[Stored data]
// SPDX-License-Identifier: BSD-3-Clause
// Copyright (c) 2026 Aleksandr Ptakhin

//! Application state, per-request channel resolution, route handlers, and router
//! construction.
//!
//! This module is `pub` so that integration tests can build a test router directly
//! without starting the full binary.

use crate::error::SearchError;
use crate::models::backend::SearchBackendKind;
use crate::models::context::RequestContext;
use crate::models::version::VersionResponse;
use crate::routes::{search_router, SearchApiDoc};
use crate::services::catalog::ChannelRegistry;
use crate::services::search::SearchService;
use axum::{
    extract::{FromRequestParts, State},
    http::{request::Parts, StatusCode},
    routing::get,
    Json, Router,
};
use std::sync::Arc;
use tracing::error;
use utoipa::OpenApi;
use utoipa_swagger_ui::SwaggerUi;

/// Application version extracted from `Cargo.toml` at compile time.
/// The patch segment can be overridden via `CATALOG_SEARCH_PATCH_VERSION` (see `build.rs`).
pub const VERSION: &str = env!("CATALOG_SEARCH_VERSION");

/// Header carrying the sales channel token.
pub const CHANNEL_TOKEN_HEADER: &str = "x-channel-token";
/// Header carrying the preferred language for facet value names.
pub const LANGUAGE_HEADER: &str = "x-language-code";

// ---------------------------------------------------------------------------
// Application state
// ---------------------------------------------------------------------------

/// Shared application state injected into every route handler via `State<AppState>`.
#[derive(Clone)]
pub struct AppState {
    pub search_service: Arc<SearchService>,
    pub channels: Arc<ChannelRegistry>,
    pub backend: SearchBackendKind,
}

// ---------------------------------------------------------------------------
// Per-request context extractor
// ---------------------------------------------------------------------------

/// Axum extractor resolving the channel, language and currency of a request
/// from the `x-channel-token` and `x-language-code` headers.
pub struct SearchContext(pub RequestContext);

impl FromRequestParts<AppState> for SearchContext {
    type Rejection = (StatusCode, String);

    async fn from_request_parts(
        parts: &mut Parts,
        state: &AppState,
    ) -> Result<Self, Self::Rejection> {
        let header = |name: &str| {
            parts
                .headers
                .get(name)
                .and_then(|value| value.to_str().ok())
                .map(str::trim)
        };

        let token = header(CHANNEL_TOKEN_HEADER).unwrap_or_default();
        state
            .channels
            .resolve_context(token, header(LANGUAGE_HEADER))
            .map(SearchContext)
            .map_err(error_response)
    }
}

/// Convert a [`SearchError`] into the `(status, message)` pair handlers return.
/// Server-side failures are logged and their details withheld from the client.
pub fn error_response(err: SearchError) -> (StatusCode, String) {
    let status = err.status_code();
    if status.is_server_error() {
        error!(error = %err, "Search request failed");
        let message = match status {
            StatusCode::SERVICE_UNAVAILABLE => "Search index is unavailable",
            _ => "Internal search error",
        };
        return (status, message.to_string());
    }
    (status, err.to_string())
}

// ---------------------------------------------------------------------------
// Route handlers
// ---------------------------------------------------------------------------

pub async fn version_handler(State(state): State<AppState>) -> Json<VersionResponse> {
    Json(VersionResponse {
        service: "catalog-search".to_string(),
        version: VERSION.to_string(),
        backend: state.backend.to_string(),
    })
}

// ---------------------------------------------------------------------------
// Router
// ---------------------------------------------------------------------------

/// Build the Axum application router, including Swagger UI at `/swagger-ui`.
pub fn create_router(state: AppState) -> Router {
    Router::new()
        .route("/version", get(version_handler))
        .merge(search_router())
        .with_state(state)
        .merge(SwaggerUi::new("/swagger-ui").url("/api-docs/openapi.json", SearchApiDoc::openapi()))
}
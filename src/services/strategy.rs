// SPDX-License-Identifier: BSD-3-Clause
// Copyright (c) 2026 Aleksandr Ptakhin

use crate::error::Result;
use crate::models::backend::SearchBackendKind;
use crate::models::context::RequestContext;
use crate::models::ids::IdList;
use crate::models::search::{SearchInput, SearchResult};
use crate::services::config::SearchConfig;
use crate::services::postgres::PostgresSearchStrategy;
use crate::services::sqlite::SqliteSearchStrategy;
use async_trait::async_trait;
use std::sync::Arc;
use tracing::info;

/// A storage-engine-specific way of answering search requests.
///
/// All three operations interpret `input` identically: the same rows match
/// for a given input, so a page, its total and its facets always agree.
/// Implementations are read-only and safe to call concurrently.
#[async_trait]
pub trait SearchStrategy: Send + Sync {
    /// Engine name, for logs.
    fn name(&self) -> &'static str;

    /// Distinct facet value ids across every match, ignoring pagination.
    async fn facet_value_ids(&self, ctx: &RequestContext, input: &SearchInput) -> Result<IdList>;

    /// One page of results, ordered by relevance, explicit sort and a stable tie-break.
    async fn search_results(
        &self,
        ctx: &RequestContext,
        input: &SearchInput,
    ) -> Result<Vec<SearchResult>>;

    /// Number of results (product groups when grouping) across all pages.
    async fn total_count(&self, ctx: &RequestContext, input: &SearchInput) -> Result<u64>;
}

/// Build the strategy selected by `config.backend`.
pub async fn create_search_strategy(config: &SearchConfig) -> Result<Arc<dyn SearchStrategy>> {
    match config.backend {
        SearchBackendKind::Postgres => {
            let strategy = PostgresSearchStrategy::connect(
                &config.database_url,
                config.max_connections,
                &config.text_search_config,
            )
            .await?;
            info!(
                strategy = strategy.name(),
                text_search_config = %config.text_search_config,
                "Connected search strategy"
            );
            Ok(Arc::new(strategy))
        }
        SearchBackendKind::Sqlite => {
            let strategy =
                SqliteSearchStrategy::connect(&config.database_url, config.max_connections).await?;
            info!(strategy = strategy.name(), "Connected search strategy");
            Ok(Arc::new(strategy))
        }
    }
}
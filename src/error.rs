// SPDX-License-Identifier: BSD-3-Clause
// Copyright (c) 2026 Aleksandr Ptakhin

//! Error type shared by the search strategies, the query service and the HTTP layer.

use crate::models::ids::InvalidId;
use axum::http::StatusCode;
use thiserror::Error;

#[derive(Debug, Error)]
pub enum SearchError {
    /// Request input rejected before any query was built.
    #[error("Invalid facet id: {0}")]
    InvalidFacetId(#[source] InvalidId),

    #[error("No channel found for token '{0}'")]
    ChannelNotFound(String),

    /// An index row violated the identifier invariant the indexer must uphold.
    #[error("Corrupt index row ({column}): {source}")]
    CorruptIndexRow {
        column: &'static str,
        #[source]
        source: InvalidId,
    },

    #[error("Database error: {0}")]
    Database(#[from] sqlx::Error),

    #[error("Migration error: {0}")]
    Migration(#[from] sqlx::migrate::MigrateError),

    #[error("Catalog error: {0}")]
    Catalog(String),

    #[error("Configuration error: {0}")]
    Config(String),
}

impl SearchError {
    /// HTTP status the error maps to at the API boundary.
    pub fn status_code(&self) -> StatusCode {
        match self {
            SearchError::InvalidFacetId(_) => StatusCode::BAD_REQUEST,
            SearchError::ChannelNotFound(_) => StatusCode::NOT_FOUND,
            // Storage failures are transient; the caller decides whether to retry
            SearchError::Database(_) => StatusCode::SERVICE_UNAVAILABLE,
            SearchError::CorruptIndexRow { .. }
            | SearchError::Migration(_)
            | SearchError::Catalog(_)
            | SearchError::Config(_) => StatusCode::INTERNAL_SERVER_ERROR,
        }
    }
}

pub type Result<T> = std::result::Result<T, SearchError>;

Work to be completed :: An exact reproduction of all the entries above is the expected answer.

Exercise answer ::
// SPDX-License-Identifier: BSD-3-Clause
// Copyright (c) 2026 Aleksandr Ptakhin

//! Application state, per-request channel resolution, route handlers, and router
//! construction.
//!
//! This module is `pub` so that integration tests can build a test router directly
//! without starting the full binary.

use crate::error::SearchError;
use crate::models::backend::SearchBackendKind;
use crate::models::context::RequestContext;
use crate::models::version::VersionResponse;
use crate::routes::{search_router, SearchApiDoc};
use crate::services::catalog::ChannelRegistry;
use crate::services::search::SearchService;
use axum::{
    extract::{FromRequestParts, State},
    http::{request::Parts, StatusCode},
    routing::get,
    Json, Router,
};
use std::sync::Arc;
use tracing::error;
use utoipa::OpenApi;
use utoipa_swagger_ui::SwaggerUi;

/// Application version extracted from `Cargo.toml` at compile time.
/// The patch segment can be overridden via `CATALOG_SEARCH_PATCH_VERSION` (see `build.rs`).
pub const VERSION: &str = env!("CATALOG_SEARCH_VERSION");

/// Header carrying the sales channel token.
pub const CHANNEL_TOKEN_HEADER: &str = "x-channel-token";
/// Header carrying the preferred language for facet value names.
pub const LANGUAGE_HEADER: &str = "x-language-code";

// ---------------------------------------------------------------------------
// Application state
// ---------------------------------------------------------------------------

/// Shared application state injected into every route handler via `State<AppState>`.
#[derive(Clone)]
pub struct AppState {
    pub search_service: Arc<SearchService>,
    pub channels: Arc<ChannelRegistry>,
    pub backend: SearchBackendKind,
}

// ---------------------------------------------------------------------------
// Per-request context extractor
// ---------------------------------------------------------------------------

/// Axum extractor resolving the channel, language and currency of a request
/// from the `x-channel-token` and `x-language-code` headers.
pub struct SearchContext(pub RequestContext);

impl FromRequestParts<AppState> for SearchContext {
    type Rejection = (StatusCode, String);

    async fn from_request_parts(
        parts: &mut Parts,
        state: &AppState,
    ) -> Result<Self, Self::Rejection> {
        let header = |name: &str| {
            parts
                .headers
                .get(name)
                .and_then(|value| value.to_str().ok())
                .map(str::trim)
        };

        let token = header(CHANNEL_TOKEN_HEADER).unwrap_or_default();
        state
            .channels
            .resolve_context(token, header(LANGUAGE_HEADER))
            .map(SearchContext)
            .map_err(error_response)
    }
}

/// Convert a [`SearchError`] into the `(status, message)` pair handlers return.
/// Server-side failures are logged and their details withheld from the client.
pub fn error_response(err: SearchError) -> (StatusCode, String) {
    let status = err.status_code();
    if status.is_server_error() {
        error!(error = %err, "Search request failed");
        let message = match status {
            StatusCode::SERVICE_UNAVAILABLE => "Search index is unavailable",
            _ => "Internal search error",
        };
        return (status, message.to_string());
    }
    (status, err.to_string())
}

// ---------------------------------------------------------------------------
// Route handlers
// ---------------------------------------------------------------------------

pub async fn version_handler(State(state): State<AppState>) -> Json<VersionResponse> {
    Json(VersionResponse {
        service: "catalog-search".to_string(),
        version: VERSION.to_string(),
        backend: state.backend.to_string(),
    })
}

// ---------------------------------------------------------------------------
// Router
// ---------------------------------------------------------------------------

/// Build the Axum application router, including Swagger UI at `/swagger-ui`.
pub fn create_router(state: AppState) -> Router {
    Router::new()
        .route("/version", get(version_handler))
        .merge(search_router())
        .with_state(state)
        .merge(SwaggerUi::new("/swagger-ui").url("/api-docs/openapi.json", SearchApiDoc::openapi()))
}
filename src/services/strategy.rs
// SPDX-License-Identifier: BSD-3-Clause
// Copyright (c) 2026 Aleksandr Ptakhin

use crate::error::Result;
use crate::models::backend::SearchBackendKind;
use crate::models::context::RequestContext;
use crate::models::ids::IdList;
use crate::models::search::{SearchInput, SearchResult};
use crate::services::config::SearchConfig;
use crate::services::postgres::PostgresSearchStrategy;
use crate::services::sqlite::SqliteSearchStrategy;
use async_trait::async_trait;
use std::sync::Arc;
use tracing::info;

/// A storage-engine-specific way of answering search requests.
///
/// All three operations interpret `input` identically: the same rows match
/// for a given input, so a page, its total and its facets always agree.
/// Implementations are read-only and safe to call concurrently.
#[async_trait]
pub trait SearchStrategy: Send + Sync {
    /// Engine name, for logs.
    fn name(&self) -> &'static str;

    /// Distinct facet value ids across every match, ignoring pagination.
    async fn facet_value_ids(&self, ctx: &RequestContext, input: &SearchInput) -> Result<IdList>;

    /// One page of results, ordered by relevance, explicit sort and a stable tie-break.
    async fn search_results(
        &self,
        ctx: &RequestContext,
        input: &SearchInput,
    ) -> Result<Vec<SearchResult>>;

    /// Number of results (product groups when grouping) across all pages.
    async fn total_count(&self, ctx: &RequestContext, input: &SearchInput) -> Result<u64>;
}

/// Build the strategy selected by `config.backend`.
pub async fn create_search_strategy(config: &SearchConfig) -> Result<Arc<dyn SearchStrategy>> {
    match config.backend {
        SearchBackendKind::Postgres => {
            let strategy = PostgresSearchStrategy::connect(
                &config.database_url,
                config.max_connections,
                &config.text_search_config,
            )
            .await?;
            info!(
                strategy = strategy.name(),
                text_search_config = %config.text_search_config,
                "Connected search strategy"
            );
            Ok(Arc::new(strategy))
        }
        SearchBackendKind::Sqlite => {
            let strategy =
                SqliteSearchStrategy::connect(&config.database_url, config.max_connections).await?;
            info!(strategy = strategy.name(), "Connected search strategy");
            Ok(Arc::new(strategy))
        }
    }
}
filename src/error.rs
// SPDX-License-Identifier: BSD-3-Clause
// Copyright (c) 2026 Aleksandr Ptakhin

//! Error type shared by the search strategies, the query service and the HTTP layer.

use crate::models::ids::InvalidId;
use axum::http::StatusCode;
use thiserror::Error;

#[derive(Debug, Error)]
pub enum SearchError {
    /// Request input rejected before any query was built.
    #[error("Invalid facet id: {0}")]
    InvalidFacetId(#[source] InvalidId),

    #[error("No channel found for token '{0}'")]
    ChannelNotFound(String),

    /// An index row violated the identifier invariant the indexer must uphold.
    #[error("Corrupt index row ({column}): {source}")]
    CorruptIndexRow {
        column: &'static str,
        #[source]
        source: InvalidId,
    },

    #[error("Database error: {0}")]
    Database(#[from] sqlx::Error),

    #[error("Migration error: {0}")]
    Migration(#[from] sqlx::migrate::MigrateError),

    #[error("Catalog error: {0}")]
    Catalog(String),

    #[error("Configuration error: {0}")]
    Config(String),
}

impl SearchError {
    /// HTTP status the error maps to at the API boundary.
    pub fn status_code(&self) -> StatusCode {
        match self {
            SearchError::InvalidFacetId(_) => StatusCode::BAD_REQUEST,
            SearchError::ChannelNotFound(_) => StatusCode::NOT_FOUND,
            // Storage failures are transient; the caller decides whether to retry
            SearchError::Database(_) => StatusCode::SERVICE_UNAVAILABLE,
            SearchError::CorruptIndexRow { .. }
            | SearchError::Migration(_)
            | SearchError::Catalog(_)
            | SearchError::Config(_) => StatusCode::INTERNAL_SERVER_ERROR,
        }
    }
}

pub type Result<T> = std::result::Result<T, SearchError>;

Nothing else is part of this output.